Stando alle parole del protagonista di Dietro i candelabri, recentemente uscito vincitore dalla lotta contro un tumore alla gola,  l’increscioso evento è accaduto la scorsa estate al figlio Dylan. Questi sarebbe tornato in lacrime dopo aver fatto un giro in piscina. Dopo aver molto insistito Dylan gli avrebbe confidato che un uomo in piscina lo avrebbe insultato a causa del ciondolo a forma di Stella di David che portava al collo. Michael Douglas ha poi affrontato l’uomo, aprendo una discussione di certo non piacevole, e poi ha dovuto spiegare al figlio cos’è l’antisemitismo.

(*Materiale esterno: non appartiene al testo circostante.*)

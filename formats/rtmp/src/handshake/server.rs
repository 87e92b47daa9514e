use std::fmt::Debug;

use tokio::io::{AsyncRead, AsyncReadExt, AsyncWrite, AsyncWriteExt};

use super::{
    HandshakeServerState,
    consts::{RTMP_HANDSHAKE_SIZE, RTMP_VERSION},
    errors::{HandshakeError, HandshakeResult},
};

/// Server side of the plain (non-digest) handshake.
///
/// C1/C2 content is read and discarded; S1 and S2 go out zero filled.
#[derive(Debug)]
pub struct HandshakeServer<'a, T> {
    io: &'a mut T,
    state: HandshakeServerState,
}

impl<'a, T> HandshakeServer<'a, T>
where
    T: AsyncRead + AsyncWrite + Unpin + Debug + Send,
{
    pub fn new(io: &'a mut T) -> Self {
        Self {
            io,
            state: HandshakeServerState::Uninitialized,
        }
    }

    pub async fn handshake(&mut self) -> HandshakeResult<()> {
        loop {
            tracing::trace!("handshake with state: {:?}", self.state);
            match self.state {
                HandshakeServerState::Uninitialized => {
                    self.read_c0().await?;
                    self.read_c1().await?;
                    self.state = HandshakeServerState::C0C1Received;
                }
                HandshakeServerState::C0C1Received => {
                    self.write_s0s1s2().await?;
                    self.state = HandshakeServerState::S0S1S2Sent;
                }
                HandshakeServerState::S0S1S2Sent => {
                    self.read_c2().await?;
                    self.state = HandshakeServerState::Done;
                }
                HandshakeServerState::Done => break,
            }
        }
        tracing::debug!("handshake done");
        Ok(())
    }

    async fn read_c0(&mut self) -> HandshakeResult<()> {
        let version = self.io.read_u8().await?;
        if version != RTMP_VERSION {
            return Err(HandshakeError::PlainRequired(version));
        }
        Ok(())
    }

    async fn read_c1(&mut self) -> HandshakeResult<()> {
        let mut buf = [0u8; RTMP_HANDSHAKE_SIZE];
        self.io.read_exact(&mut buf).await?;
        tracing::trace!("read c1");
        Ok(())
    }

    async fn read_c2(&mut self) -> HandshakeResult<()> {
        let mut buf = [0u8; RTMP_HANDSHAKE_SIZE];
        self.io.read_exact(&mut buf).await?;
        tracing::trace!("read c2");
        Ok(())
    }

    async fn write_s0s1s2(&mut self) -> HandshakeResult<()> {
        let mut bytes = [0u8; 1 + RTMP_HANDSHAKE_SIZE * 2];
        bytes[0] = RTMP_VERSION;
        self.io.write_all(&bytes).await?;
        self.io.flush().await?;
        tracing::trace!("s0 s1 s2 sent");
        Ok(())
    }
}

#[cfg(test)]
mod tests {
    use tokio::io::{AsyncReadExt, AsyncWriteExt, duplex};

    use crate::handshake::{
        consts::{RTMP_HANDSHAKE_SIZE, RTMP_VERSION},
        errors::HandshakeError,
    };

    use super::HandshakeServer;

    #[tokio::test]
    async fn plain_handshake_completes() {
        let (mut client, mut server) = duplex(8192);

        let server_task = tokio::spawn(async move {
            HandshakeServer::new(&mut server).handshake().await?;
            Ok::<(), HandshakeError>(())
        });

        client.write_u8(RTMP_VERSION).await.unwrap();
        client.write_all(&[7u8; RTMP_HANDSHAKE_SIZE]).await.unwrap();

        let s0 = client.read_u8().await.unwrap();
        assert_eq!(s0, RTMP_VERSION);
        let mut s1s2 = vec![0u8; RTMP_HANDSHAKE_SIZE * 2];
        client.read_exact(&mut s1s2).await.unwrap();
        assert!(s1s2.iter().all(|b| *b == 0));

        client.write_all(&[9u8; RTMP_HANDSHAKE_SIZE]).await.unwrap();

        server_task.await.unwrap().unwrap();
    }

    #[tokio::test]
    async fn non_plain_c0_is_rejected() {
        let (mut client, mut server) = duplex(8192);

        let server_task = tokio::spawn(async move {
            HandshakeServer::new(&mut server).handshake().await
        });

        client.write_u8(0x00).await.unwrap();
        client.write_all(&[0u8; RTMP_HANDSHAKE_SIZE]).await.unwrap();

        match server_task.await.unwrap() {
            Err(HandshakeError::PlainRequired(version)) => assert_eq!(version, 0),
            other => panic!("expected PlainRequired, got {:?}", other),
        }
    }
}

La famiglia dell’attore non è mai stata particolarmente religiosa: solo il padre, il celeberrimo Kirk, è ebreo, al contrario della madre Diana. Già per molti tradizionalisti un simile albero di famiglia escluderebbe Michael dal retaggio ebraico, in più l’interprete non ha mai avuto un’educazione di questo tipo. Lo stesso è poi successo ai figli avuto con la moglie Catherine Zeta-Jones, ma a cambiare tutto è stato il figlio Dylan, che ha voluto frequentare una scuola ebraica per studiare per il suo bar mitzvah, in questo modo contribuendo alla riconciliazione tra Michael e le sue radici.

Secondo Douglas, che ha raccontato un episodio simile avvenuto durante il college (un amico gli avrebbe spiegato l’essere opinione comune che “gli ebrei imbrogliano nel campo degli affari”), ha detto che l’insorgenza di un nuovo antisemitismo in Europa può essere provocata dalla crisi economica, dall’odio insensato verso Israele – citati i casi di Parigi e Copenaghen, e dalla proliferazione dell’estremismo religioso.

Infine Douglas nella sua lettera ha dichiarato che il figlio deve ritenersi fortunato di vivere in un Paese in cui l’antisemitismo è piuttosto raro, stando che la lezione sulla pericolosità dell’essere un ebreo è stata imparata a caro prezzo, all’estero.